ABOUT THIS EXERCISE: Your answer should consist of each line below that includes the word "DateTime".

SUPPLIED DATA:
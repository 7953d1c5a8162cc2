//! Google Drive v3 upload client authenticated with a service-account JWT.

use std::fmt;
use std::path::Path;
use std::time::Duration;

use async_trait::async_trait;
use chrono::{DateTime, TimeDelta, Utc};
use jsonwebtoken::{Algorithm, EncodingKey, Header};
use nscat_core::AppConfig;
use reqwest::header::{AUTHORIZATION, CONTENT_TYPE};
use reqwest::Client;
use serde::{Deserialize, Serialize};
use serde_json::json;
use tokio::sync::Mutex;

use crate::credentials::ServiceAccountKey;
use crate::error::{snippet, UploadError};
use crate::store::{FileStore, RemoteFileId};

const DRIVE_UPLOAD_BASE: &str = "https://www.googleapis.com";
const DRIVE_FILE_SCOPE: &str = "https://www.googleapis.com/auth/drive.file";
const JWT_BEARER_GRANT: &str = "urn:ietf:params:oauth:grant-type:jwt-bearer";
const ASSERTION_LIFETIME_SECS: i64 = 3600;
/// Access tokens are renewed this long before Google's stated expiry.
const TOKEN_EARLY_RENEWAL_SECS: i64 = 60;

#[derive(Debug, Serialize)]
struct AssertionClaims<'a> {
    iss: &'a str,
    scope: &'a str,
    aud: &'a str,
    iat: i64,
    exp: i64,
}

#[derive(Debug, Deserialize)]
struct TokenResponse {
    access_token: String,
    #[serde(default)]
    expires_in: Option<i64>,
}

#[derive(Debug, Deserialize)]
struct UploadedFile {
    id: String,
}

struct AccessToken {
    value: String,
    expires_at: DateTime<Utc>,
}

/// Uploads files to Drive folders as the configured service account.
///
/// The access token is obtained lazily on the first upload and reused until
/// shortly before it expires.
pub struct DriveClient {
    client: Client,
    key: ServiceAccountKey,
    signing_key: EncodingKey,
    upload_base: String,
    token: Mutex<Option<AccessToken>>,
}

impl fmt::Debug for DriveClient {
    fn fmt(&self, f: &mut fmt::Formatter<'_>) -> fmt::Result {
        f.debug_struct("DriveClient")
            .field("service_account", &self.key.client_email)
            .field("upload_base", &self.upload_base)
            .finish_non_exhaustive()
    }
}

impl DriveClient {
    /// Loads the service-account key from the configuration and targets the
    /// public Drive API.
    ///
    /// # Errors
    ///
    /// Returns [`UploadError::Credentials`] if no usable key is available.
    pub fn from_config(config: &AppConfig) -> Result<Self, UploadError> {
        let key = ServiceAccountKey::from_config(config)?;
        Self::with_base_url(
            key,
            DRIVE_UPLOAD_BASE,
            Duration::from_secs(config.request_timeout_secs),
        )
    }

    /// Creates a client against a custom upload host (for testing with wiremock).
    /// The token endpoint always comes from the key's `token_uri`.
    ///
    /// # Errors
    ///
    /// - [`UploadError::Credentials`] if the private key is not an RSA PEM.
    /// - [`UploadError::Http`] if the HTTP client cannot be built.
    pub fn with_base_url(
        key: ServiceAccountKey,
        upload_base: &str,
        timeout: Duration,
    ) -> Result<Self, UploadError> {
        let signing_key = EncodingKey::from_rsa_pem(key.private_key.as_bytes())
            .map_err(|e| UploadError::Credentials(format!("private key is not a usable RSA PEM: {e}")))?;
        let client = Client::builder()
            .timeout(timeout)
            .user_agent(concat!("nscat/", env!("CARGO_PKG_VERSION")))
            .build()?;
        Ok(Self {
            client,
            key,
            signing_key,
            upload_base: upload_base.trim_end_matches('/').to_owned(),
            token: Mutex::new(None),
        })
    }

    async fn access_token(&self) -> Result<String, UploadError> {
        let mut guard = self.token.lock().await;
        let now = Utc::now();
        if let Some(token) = guard.as_ref().filter(|t| t.expires_at > now) {
            return Ok(token.value.clone());
        }
        let fresh = self.exchange_assertion(now).await?;
        let value = fresh.value.clone();
        *guard = Some(fresh);
        Ok(value)
    }

    async fn exchange_assertion(&self, now: DateTime<Utc>) -> Result<AccessToken, UploadError> {
        let iat = now.timestamp();
        let claims = AssertionClaims {
            iss: &self.key.client_email,
            scope: DRIVE_FILE_SCOPE,
            aud: &self.key.token_uri,
            iat,
            exp: iat + ASSERTION_LIFETIME_SECS,
        };
        let mut header = Header::new(Algorithm::RS256);
        header.kid.clone_from(&self.key.private_key_id);
        let assertion = jsonwebtoken::encode(&header, &claims, &self.signing_key)
            .map_err(|e| UploadError::Credentials(format!("cannot sign assertion: {e}")))?;

        let response = self
            .client
            .post(&self.key.token_uri)
            .form(&[("grant_type", JWT_BEARER_GRANT), ("assertion", assertion.as_str())])
            .send()
            .await?;
        let status = response.status();
        let body = response.text().await?;
        tracing::info!(url = %self.key.token_uri, status = status.as_u16(), "drive token exchange");
        if !status.is_success() {
            return Err(UploadError::Credentials(format!(
                "token exchange rejected (HTTP {}): {}",
                status.as_u16(),
                snippet(&body)
            )));
        }
        let parsed: TokenResponse = serde_json::from_str(&body).map_err(|e| {
            UploadError::Credentials(format!("token response unreadable: {e}: {}", snippet(&body)))
        })?;
        Ok(AccessToken {
            value: parsed.access_token,
            expires_at: token_expiry(now, parsed.expires_in),
        })
    }
}

/// When a token issued at `now` must be renewed. A stated lifetime that is
/// not representable falls back to the assertion lifetime.
fn token_expiry(now: DateTime<Utc>, expires_in: Option<i64>) -> DateTime<Utc> {
    let renew_after = |secs: i64| {
        TimeDelta::try_seconds(secs.saturating_sub(TOKEN_EARLY_RENEWAL_SECS).max(0))
            .and_then(|lifetime| now.checked_add_signed(lifetime))
    };
    expires_in
        .and_then(renew_after)
        .or_else(|| renew_after(ASSERTION_LIFETIME_SECS))
        .unwrap_or(now)
}

/// Assembles a `multipart/related` body: JSON metadata, then the CSV media.
fn related_body(boundary: &str, metadata: &serde_json::Value, media: &[u8]) -> Vec<u8> {
    let mut body = Vec::with_capacity(media.len() + 512);
    body.extend_from_slice(
        format!("--{boundary}\r\nContent-Type: application/json; charset=UTF-8\r\n\r\n{metadata}\r\n")
            .as_bytes(),
    );
    body.extend_from_slice(format!("--{boundary}\r\nContent-Type: text/csv\r\n\r\n").as_bytes());
    body.extend_from_slice(media);
    body.extend_from_slice(format!("\r\n--{boundary}--\r\n").as_bytes());
    body
}

#[async_trait]
impl FileStore for DriveClient {
    async fn upload_file(&self, local: &Path, folder_id: &str) -> Result<RemoteFileId, UploadError> {
        let name = local
            .file_name()
            .map(|n| n.to_string_lossy().into_owned())
            .ok_or_else(|| UploadError::Io {
                path: local.to_path_buf(),
                source: std::io::Error::new(std::io::ErrorKind::InvalidInput, "path has no file name"),
            })?;
        let media = tokio::fs::read(local).await.map_err(|source| UploadError::Io {
            path: local.to_path_buf(),
            source,
        })?;

        let token = self.access_token().await?;
        let boundary = format!("nscat-{}", uuid::Uuid::new_v4().simple());
        let metadata = json!({ "name": name, "parents": [folder_id] });
        let url = format!(
            "{}/upload/drive/v3/files?uploadType=multipart&fields=id,name,parents",
            self.upload_base
        );

        let response = self
            .client
            .post(&url)
            .header(AUTHORIZATION, format!("Bearer {token}"))
            .header(CONTENT_TYPE, format!("multipart/related; boundary={boundary}"))
            .body(related_body(&boundary, &metadata, &media))
            .send()
            .await?;
        let status = response.status();
        let body = response.text().await?;
        tracing::info!(file = %name, folder = %folder_id, status = status.as_u16(), "drive upload");

        if !status.is_success() {
            return Err(UploadError::Remote {
                operation: "upload",
                status: status.as_u16(),
                snippet: snippet(&body),
            });
        }
        let uploaded: UploadedFile = serde_json::from_str(&body).map_err(|_| UploadError::Remote {
            operation: "upload",
            status: status.as_u16(),
            snippet: snippet(&body),
        })?;
        Ok(RemoteFileId(uploaded.id))
    }
}
use std::path::PathBuf;

use thiserror::Error;

const SNIPPET_CHARS: usize = 300;

#[derive(Debug, Error)]
pub enum UploadError {
    /// The service-account key is missing or malformed, or the token
    /// exchange was refused.
    #[error("service account credentials unusable: {0}")]
    Credentials(String),

    #[error("drive {operation} failed (HTTP {status}): {snippet}")]
    Remote {
        operation: &'static str,
        status: u16,
        snippet: String,
    },

    #[error("cannot read {path}: {source}")]
    Io {
        path: PathBuf,
        #[source]
        source: std::io::Error,
    },

    #[error("drive request failed: {0}")]
    Http(#[from] reqwest::Error),
}

impl UploadError {
    #[must_use]
    pub fn is_credential_error(&self) -> bool {
        matches!(self, UploadError::Credentials(_))
    }
}

pub(crate) fn snippet(body: &str) -> String {
    let mut chars = body.chars();
    let head: String = chars.by_ref().take(SNIPPET_CHARS).collect();
    if chars.next().is_some() {
        format!("{head}…")
    } else {
        head
    }
}
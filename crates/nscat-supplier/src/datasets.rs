//! Authenticated retrieval of the five supplier datasets.
//!
//! Every fetch goes through [`DatasetFetcher::authorized`]: an HTTP 401
//! triggers exactly one token refresh (bypassing the cache) and exactly one
//! repeat of the fetch. A second 401 becomes
//! [`SupplierError::TokenRejected`].

use std::future::Future;

use nscat_core::{CsvRow, JsonRecord};
use serde_json::Value;

use crate::auth::{AuthToken, Authenticator};
use crate::client::SupplierClient;
use crate::csv_rows::parse_csv_rows;
use crate::endpoint::Endpoint;
use crate::envelope::unwrap_records;
use crate::error::SupplierError;
use crate::retry::RetryPolicy;

/// The raw datasets of one run, unwrapped but not yet merged.
#[derive(Debug, Clone, Default, PartialEq)]
pub struct Datasets {
    pub catalog: Vec<JsonRecord>,
    pub stock: Vec<JsonRecord>,
    pub units_of_measure: Vec<JsonRecord>,
    pub prices: Vec<JsonRecord>,
    /// `None` when the wholesale source is disabled.
    pub wholesale: Option<Vec<CsvRow>>,
}

pub struct DatasetFetcher {
    client: SupplierClient,
    auth: Authenticator,
    token: AuthToken,
    catalog_retry: RetryPolicy,
    catalog_lang: i64,
}

impl DatasetFetcher {
    /// Obtains a token (cached or fresh) and returns a fetcher holding it.
    ///
    /// # Errors
    ///
    /// Propagates the authentication errors of [`Authenticator::get_token`].
    pub async fn connect(
        client: SupplierClient,
        auth: Authenticator,
        catalog_retry: RetryPolicy,
        catalog_lang: i64,
    ) -> Result<Self, SupplierError> {
        let token = auth.get_token().await?;
        Ok(Self {
            client,
            auth,
            token,
            catalog_retry,
            catalog_lang,
        })
    }

    #[must_use]
    pub fn token(&self) -> &AuthToken {
        &self.token
    }

    /// `getCatalogo`, sent as a GET carrying the JSON body `{"lang": n}` and
    /// retried per the catalog [`RetryPolicy`].
    ///
    /// # Errors
    ///
    /// Returns the last error once the retry budget is spent, or an auth
    /// error from the refresh path.
    pub async fn fetch_catalog(&mut self) -> Result<Vec<JsonRecord>, SupplierError> {
        let client = self.client.clone();
        let policy = self.catalog_retry.clone();
        let body = serde_json::json!({ "lang": self.catalog_lang });
        self.authorized(Endpoint::Catalog, move |token| {
            let client = client.clone();
            let policy = policy.clone();
            let body = body.clone();
            async move {
                policy
                    .run(Endpoint::Catalog.name(), || {
                        fetch_records(client.clone(), Endpoint::Catalog, token.clone(), Some(body.clone()))
                    })
                    .await
            }
        })
        .await
    }

    /// # Errors
    ///
    /// Network, status, format or auth failure of `getStock`.
    pub async fn fetch_stock(&mut self) -> Result<Vec<JsonRecord>, SupplierError> {
        self.fetch_json_once(Endpoint::Stock).await
    }

    /// # Errors
    ///
    /// Network, status, format or auth failure of `getUnidadMedida`.
    pub async fn fetch_units_of_measure(&mut self) -> Result<Vec<JsonRecord>, SupplierError> {
        self.fetch_json_once(Endpoint::UnitsOfMeasure).await
    }

    /// # Errors
    ///
    /// Network, status, format or auth failure of `getPrecio`.
    pub async fn fetch_prices(&mut self) -> Result<Vec<JsonRecord>, SupplierError> {
        self.fetch_json_once(Endpoint::Prices).await
    }

    /// `getCsv`, parsed into header-keyed rows.
    ///
    /// # Errors
    ///
    /// Network, status, CSV format or auth failure of `getCsv`.
    pub async fn fetch_wholesale(&mut self) -> Result<Vec<CsvRow>, SupplierError> {
        let client = self.client.clone();
        self.authorized(Endpoint::WholesaleCsv, move |token| {
            let client = client.clone();
            async move {
                let body = client.get_text(Endpoint::WholesaleCsv, &token).await?;
                parse_csv_rows(&body)
            }
        })
        .await
    }

    /// Fetches every dataset in sequence. The first failure aborts.
    ///
    /// # Errors
    ///
    /// The first error of any individual fetch.
    pub async fn fetch_all(&mut self, include_wholesale: bool) -> Result<Datasets, SupplierError> {
        let catalog = self.fetch_catalog().await?;
        let stock = self.fetch_stock().await?;
        let units_of_measure = self.fetch_units_of_measure().await?;
        let prices = self.fetch_prices().await?;
        let wholesale = if include_wholesale {
            Some(self.fetch_wholesale().await?)
        } else {
            None
        };

        tracing::info!(
            catalog = catalog.len(),
            stock = stock.len(),
            units_of_measure = units_of_measure.len(),
            prices = prices.len(),
            wholesale = wholesale.as_ref().map(Vec::len),
            "datasets fetched"
        );

        Ok(Datasets {
            catalog,
            stock,
            units_of_measure,
            prices,
            wholesale,
        })
    }

    async fn fetch_json_once(&mut self, endpoint: Endpoint) -> Result<Vec<JsonRecord>, SupplierError> {
        let client = self.client.clone();
        self.authorized(endpoint, move |token| {
            fetch_records(client.clone(), endpoint, token, None)
        })
        .await
    }

    /// Runs `op` with the current token; on 401 refreshes once and reruns.
    async fn authorized<T, F, Fut>(&mut self, endpoint: Endpoint, op: F) -> Result<T, SupplierError>
    where
        F: Fn(String) -> Fut,
        Fut: Future<Output = Result<T, SupplierError>>,
    {
        match op(self.token.value().to_owned()).await {
            Err(SupplierError::Unauthorized { .. }) => {
                tracing::warn!(endpoint = endpoint.name(), "token rejected, logging in again");
                self.token = self.auth.refresh_token().await?;
                match op(self.token.value().to_owned()).await {
                    Err(SupplierError::Unauthorized { .. }) => {
                        tracing::error!(endpoint = endpoint.name(), "fresh token rejected");
                        Err(SupplierError::TokenRejected {
                            endpoint: endpoint.name().to_owned(),
                        })
                    }
                    other => other,
                }
            }
            other => other,
        }
    }
}

async fn fetch_records(
    client: SupplierClient,
    endpoint: Endpoint,
    token: String,
    body: Option<Value>,
) -> Result<Vec<JsonRecord>, SupplierError> {
    let payload = client.get_json(endpoint, &token, body.as_ref()).await?;
    unwrap_records(endpoint, payload)
}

OUTPUT BELOW:
use chrono::{DateTime, TimeDelta, Utc};
    expires_at: DateTime<Utc>,
    async fn exchange_assertion(&self, now: DateTime<Utc>) -> Result<AccessToken, UploadError> {
fn token_expiry(now: DateTime<Utc>, expires_in: Option<i64>) -> DateTime<Utc> {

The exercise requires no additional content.